_WHAT THE EXERCISE ASKS_.
Beneath this instruction is a listing; print exactly the lines in it starting at the line that contains "filename engine/settings-service/src/error.rs" and going through the line that contains "the file store".

_EXERCISE INPUT_.
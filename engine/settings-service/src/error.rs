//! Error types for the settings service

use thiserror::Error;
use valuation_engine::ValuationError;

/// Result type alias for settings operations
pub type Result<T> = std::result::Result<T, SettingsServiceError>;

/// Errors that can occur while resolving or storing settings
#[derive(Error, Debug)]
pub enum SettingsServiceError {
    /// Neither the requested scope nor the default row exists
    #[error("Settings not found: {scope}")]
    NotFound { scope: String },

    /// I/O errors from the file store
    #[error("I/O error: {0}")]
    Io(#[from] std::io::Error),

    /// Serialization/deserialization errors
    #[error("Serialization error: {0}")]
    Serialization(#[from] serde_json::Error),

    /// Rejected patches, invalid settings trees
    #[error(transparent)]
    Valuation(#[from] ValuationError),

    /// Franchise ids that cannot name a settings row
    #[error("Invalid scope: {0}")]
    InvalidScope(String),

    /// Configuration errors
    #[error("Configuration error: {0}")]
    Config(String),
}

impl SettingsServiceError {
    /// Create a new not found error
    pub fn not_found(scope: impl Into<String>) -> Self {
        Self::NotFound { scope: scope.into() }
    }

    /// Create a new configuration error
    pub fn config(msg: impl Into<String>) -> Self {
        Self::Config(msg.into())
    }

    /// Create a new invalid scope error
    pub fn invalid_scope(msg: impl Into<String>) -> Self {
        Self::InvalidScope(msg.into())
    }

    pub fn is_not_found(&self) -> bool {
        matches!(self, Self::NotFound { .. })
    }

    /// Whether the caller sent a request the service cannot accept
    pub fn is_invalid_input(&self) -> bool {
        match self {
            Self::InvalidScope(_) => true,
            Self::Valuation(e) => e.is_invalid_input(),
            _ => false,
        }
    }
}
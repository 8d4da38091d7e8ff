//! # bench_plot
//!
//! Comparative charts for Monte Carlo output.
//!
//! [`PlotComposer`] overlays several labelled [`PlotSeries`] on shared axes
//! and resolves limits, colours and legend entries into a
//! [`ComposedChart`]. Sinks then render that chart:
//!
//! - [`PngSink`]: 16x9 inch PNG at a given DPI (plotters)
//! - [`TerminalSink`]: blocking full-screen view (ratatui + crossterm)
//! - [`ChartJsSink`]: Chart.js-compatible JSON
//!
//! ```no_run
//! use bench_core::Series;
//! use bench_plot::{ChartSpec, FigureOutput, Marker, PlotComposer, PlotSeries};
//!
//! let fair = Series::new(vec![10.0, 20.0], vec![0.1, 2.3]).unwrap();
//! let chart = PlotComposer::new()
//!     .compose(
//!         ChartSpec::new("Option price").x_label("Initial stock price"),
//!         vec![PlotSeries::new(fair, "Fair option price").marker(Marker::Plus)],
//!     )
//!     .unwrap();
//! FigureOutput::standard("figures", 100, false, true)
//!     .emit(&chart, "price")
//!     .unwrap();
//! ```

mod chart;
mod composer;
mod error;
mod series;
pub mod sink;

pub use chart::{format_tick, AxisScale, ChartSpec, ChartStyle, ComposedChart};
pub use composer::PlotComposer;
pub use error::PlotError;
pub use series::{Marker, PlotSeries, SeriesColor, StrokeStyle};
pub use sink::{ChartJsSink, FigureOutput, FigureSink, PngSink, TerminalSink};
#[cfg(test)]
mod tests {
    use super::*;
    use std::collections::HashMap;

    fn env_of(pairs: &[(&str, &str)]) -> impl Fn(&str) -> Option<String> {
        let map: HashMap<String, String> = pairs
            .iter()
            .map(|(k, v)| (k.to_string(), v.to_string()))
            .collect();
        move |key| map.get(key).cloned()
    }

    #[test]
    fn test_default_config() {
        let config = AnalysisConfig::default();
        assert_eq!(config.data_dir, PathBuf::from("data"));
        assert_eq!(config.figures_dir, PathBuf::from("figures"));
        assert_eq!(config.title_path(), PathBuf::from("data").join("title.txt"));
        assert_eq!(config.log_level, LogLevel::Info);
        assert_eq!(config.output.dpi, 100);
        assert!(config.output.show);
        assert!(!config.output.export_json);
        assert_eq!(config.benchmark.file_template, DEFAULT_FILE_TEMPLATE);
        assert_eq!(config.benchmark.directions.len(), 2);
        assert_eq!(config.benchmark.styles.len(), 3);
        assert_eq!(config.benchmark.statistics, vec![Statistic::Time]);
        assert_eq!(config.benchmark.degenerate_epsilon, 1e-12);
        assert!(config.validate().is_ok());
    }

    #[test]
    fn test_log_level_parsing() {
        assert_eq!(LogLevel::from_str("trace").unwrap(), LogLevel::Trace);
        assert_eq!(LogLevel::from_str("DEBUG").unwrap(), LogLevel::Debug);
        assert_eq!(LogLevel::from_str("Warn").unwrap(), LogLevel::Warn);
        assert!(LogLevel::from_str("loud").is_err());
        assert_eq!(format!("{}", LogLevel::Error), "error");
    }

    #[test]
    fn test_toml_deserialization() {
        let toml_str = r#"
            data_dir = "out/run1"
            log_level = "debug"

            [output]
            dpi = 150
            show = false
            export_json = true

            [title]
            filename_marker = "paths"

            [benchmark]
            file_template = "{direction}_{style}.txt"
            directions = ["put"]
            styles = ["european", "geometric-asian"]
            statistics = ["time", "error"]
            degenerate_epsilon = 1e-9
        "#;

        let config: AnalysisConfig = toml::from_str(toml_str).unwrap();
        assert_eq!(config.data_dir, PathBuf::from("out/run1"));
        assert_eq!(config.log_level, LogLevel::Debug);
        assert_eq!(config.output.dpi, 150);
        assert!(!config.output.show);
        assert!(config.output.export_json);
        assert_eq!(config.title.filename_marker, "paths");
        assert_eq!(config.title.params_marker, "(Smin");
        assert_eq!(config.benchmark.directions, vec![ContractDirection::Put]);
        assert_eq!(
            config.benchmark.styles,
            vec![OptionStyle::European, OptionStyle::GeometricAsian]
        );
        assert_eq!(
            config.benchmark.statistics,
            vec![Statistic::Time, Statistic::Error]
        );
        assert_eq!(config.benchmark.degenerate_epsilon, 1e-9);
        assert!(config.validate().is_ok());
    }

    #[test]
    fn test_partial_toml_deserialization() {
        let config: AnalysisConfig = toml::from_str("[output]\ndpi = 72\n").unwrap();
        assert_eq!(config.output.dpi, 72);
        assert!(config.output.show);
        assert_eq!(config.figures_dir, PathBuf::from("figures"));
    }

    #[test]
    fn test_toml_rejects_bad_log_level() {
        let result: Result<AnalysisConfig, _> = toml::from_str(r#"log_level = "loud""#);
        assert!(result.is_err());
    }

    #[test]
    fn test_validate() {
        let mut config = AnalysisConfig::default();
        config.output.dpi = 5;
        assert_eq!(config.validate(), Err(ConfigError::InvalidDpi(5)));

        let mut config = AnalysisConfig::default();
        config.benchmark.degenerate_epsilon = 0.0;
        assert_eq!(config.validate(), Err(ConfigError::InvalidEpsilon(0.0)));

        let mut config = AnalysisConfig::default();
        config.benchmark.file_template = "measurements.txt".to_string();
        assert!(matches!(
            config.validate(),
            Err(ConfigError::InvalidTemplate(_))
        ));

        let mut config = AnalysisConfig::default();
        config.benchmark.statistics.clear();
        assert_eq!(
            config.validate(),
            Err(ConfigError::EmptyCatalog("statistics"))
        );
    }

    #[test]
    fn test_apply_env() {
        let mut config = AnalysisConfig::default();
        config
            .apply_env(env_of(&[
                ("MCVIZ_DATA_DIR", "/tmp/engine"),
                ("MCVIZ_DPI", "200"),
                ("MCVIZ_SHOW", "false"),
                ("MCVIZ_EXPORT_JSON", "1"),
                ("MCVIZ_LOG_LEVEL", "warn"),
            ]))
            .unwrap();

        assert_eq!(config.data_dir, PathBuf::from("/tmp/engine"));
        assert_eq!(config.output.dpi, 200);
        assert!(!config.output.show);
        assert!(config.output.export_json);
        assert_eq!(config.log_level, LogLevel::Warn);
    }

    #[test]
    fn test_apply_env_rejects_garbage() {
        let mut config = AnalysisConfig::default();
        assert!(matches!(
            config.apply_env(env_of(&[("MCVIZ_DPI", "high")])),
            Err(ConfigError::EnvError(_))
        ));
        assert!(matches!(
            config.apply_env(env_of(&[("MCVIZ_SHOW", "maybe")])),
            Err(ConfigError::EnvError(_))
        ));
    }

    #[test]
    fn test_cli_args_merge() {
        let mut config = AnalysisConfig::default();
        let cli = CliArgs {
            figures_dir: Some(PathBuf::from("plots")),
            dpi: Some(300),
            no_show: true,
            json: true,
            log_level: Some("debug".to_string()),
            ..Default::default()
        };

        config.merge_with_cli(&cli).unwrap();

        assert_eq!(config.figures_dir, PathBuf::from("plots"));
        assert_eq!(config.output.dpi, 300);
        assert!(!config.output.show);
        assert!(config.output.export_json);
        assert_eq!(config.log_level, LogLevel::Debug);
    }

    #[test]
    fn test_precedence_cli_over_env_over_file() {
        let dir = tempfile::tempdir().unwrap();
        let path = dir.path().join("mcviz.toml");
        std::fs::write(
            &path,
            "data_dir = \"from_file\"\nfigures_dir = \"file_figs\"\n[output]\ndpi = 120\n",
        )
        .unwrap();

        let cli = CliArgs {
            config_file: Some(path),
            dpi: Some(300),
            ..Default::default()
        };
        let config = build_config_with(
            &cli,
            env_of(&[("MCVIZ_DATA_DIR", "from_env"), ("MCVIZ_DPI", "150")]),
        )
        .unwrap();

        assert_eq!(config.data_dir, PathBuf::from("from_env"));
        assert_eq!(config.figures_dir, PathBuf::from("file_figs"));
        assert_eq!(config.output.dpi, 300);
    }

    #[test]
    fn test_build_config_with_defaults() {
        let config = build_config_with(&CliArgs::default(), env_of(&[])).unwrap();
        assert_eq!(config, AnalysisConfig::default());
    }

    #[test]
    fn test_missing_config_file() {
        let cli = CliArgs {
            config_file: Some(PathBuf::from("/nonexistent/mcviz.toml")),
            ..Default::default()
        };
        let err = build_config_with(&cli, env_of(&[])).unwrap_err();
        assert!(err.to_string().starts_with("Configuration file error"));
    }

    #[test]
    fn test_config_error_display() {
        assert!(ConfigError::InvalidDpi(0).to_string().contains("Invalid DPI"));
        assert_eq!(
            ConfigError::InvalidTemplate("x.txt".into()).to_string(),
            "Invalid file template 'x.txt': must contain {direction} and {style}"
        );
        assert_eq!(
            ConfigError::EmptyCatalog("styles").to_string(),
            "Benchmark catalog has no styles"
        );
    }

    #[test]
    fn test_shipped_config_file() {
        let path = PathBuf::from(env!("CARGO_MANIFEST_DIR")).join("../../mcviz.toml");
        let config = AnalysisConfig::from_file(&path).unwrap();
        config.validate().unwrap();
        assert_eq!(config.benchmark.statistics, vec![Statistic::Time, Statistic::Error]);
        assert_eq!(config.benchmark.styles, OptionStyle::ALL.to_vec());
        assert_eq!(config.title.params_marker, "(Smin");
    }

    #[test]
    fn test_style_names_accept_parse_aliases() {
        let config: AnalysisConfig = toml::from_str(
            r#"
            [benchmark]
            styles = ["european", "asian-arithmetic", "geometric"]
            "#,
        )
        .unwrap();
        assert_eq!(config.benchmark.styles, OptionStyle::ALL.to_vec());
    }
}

==

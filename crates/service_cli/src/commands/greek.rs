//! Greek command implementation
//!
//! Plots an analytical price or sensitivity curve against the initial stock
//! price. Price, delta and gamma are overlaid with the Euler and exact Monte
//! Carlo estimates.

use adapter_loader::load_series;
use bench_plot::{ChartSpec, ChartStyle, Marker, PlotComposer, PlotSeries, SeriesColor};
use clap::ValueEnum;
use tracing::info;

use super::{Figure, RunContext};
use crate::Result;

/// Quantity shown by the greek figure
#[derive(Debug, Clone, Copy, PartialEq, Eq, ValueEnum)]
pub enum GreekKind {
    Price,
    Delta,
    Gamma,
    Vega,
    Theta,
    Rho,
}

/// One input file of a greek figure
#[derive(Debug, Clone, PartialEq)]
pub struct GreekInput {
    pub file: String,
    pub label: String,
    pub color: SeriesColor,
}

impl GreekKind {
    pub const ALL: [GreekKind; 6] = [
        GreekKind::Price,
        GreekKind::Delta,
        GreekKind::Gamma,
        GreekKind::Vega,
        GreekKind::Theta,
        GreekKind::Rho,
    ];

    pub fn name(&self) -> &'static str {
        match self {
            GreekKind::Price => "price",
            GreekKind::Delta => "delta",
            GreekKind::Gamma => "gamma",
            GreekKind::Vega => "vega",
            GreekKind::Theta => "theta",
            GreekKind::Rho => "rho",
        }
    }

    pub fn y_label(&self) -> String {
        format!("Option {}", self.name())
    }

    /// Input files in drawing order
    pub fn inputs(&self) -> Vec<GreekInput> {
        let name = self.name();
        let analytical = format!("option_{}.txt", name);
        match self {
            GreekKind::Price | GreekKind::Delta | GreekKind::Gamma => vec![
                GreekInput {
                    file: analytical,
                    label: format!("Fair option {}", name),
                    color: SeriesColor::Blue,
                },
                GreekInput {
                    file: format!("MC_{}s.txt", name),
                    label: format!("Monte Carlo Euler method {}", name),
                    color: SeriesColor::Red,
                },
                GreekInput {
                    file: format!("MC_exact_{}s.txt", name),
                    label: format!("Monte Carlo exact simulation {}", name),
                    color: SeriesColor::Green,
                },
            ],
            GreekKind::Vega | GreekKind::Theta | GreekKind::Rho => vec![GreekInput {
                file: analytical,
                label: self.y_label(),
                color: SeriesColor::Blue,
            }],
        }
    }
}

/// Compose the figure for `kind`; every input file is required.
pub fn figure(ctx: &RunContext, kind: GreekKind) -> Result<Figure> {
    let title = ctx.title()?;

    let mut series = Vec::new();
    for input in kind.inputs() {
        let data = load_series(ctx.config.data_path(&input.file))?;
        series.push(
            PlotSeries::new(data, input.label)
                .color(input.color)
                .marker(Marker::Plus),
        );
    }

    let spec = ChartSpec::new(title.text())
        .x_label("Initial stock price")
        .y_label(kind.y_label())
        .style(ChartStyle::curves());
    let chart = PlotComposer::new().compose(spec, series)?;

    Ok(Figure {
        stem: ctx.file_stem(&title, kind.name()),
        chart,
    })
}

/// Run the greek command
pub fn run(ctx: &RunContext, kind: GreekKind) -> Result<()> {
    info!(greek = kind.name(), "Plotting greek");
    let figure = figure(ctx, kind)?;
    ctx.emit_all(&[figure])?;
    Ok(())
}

* * *

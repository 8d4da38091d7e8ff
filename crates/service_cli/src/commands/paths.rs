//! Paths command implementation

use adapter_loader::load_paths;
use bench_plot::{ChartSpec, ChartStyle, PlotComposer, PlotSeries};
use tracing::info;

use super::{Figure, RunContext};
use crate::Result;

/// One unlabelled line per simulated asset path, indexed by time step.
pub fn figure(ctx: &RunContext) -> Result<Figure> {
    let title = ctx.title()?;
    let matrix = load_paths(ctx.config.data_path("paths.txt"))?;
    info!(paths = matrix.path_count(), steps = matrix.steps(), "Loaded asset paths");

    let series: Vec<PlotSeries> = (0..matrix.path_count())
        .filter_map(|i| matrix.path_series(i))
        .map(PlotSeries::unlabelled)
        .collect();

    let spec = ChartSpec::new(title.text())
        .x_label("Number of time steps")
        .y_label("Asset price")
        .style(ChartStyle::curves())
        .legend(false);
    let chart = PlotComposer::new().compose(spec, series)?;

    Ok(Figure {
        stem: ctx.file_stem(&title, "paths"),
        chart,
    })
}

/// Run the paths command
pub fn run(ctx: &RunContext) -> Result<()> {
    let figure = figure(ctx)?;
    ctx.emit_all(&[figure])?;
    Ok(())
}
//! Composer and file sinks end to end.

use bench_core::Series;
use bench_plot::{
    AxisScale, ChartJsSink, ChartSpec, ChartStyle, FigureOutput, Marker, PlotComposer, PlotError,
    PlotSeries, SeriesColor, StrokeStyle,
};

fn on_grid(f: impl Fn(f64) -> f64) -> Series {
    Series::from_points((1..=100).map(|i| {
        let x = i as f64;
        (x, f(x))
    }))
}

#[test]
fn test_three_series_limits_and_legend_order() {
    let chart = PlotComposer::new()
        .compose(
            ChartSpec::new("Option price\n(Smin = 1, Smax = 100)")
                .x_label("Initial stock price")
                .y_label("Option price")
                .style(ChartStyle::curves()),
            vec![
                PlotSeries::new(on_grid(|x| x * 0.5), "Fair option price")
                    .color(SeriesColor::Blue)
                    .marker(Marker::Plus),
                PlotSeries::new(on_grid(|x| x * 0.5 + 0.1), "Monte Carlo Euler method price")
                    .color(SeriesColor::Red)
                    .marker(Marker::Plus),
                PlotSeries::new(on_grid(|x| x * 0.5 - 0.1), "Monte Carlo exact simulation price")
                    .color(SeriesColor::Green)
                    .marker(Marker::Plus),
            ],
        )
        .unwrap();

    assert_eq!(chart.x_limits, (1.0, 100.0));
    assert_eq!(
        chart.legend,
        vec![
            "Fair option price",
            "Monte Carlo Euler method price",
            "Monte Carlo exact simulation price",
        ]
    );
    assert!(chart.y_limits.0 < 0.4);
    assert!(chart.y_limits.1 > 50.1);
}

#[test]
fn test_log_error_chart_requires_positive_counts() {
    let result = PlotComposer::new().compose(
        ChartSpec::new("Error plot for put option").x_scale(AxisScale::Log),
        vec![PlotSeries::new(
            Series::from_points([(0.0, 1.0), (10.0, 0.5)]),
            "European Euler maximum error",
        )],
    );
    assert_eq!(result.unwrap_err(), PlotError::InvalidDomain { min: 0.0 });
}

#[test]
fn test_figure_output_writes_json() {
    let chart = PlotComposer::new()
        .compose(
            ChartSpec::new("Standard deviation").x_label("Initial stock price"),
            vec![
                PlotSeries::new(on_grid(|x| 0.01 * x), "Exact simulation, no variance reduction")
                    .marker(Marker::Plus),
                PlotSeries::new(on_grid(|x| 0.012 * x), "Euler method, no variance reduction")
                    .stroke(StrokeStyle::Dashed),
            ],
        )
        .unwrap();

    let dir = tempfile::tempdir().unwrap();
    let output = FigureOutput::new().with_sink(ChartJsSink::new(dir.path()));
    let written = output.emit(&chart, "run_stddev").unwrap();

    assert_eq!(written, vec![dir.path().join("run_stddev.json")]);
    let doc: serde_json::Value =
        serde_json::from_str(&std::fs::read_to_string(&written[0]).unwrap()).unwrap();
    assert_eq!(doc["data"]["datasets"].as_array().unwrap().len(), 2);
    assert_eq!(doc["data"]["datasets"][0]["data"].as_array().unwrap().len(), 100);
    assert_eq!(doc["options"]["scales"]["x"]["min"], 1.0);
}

_RESULT_.
filename engine/settings-service/src/error.rs
//! Error types for the settings service

use thiserror::Error;
use valuation_engine::ValuationError;

/// Result type alias for settings operations
pub type Result<T> = std::result::Result<T, SettingsServiceError>;

/// Errors that can occur while resolving or storing settings
#[derive(Error, Debug)]
pub enum SettingsServiceError {
    /// Neither the requested scope nor the default row exists
    #[error("Settings not found: {scope}")]
    NotFound { scope: String },

    /// I/O errors from the file store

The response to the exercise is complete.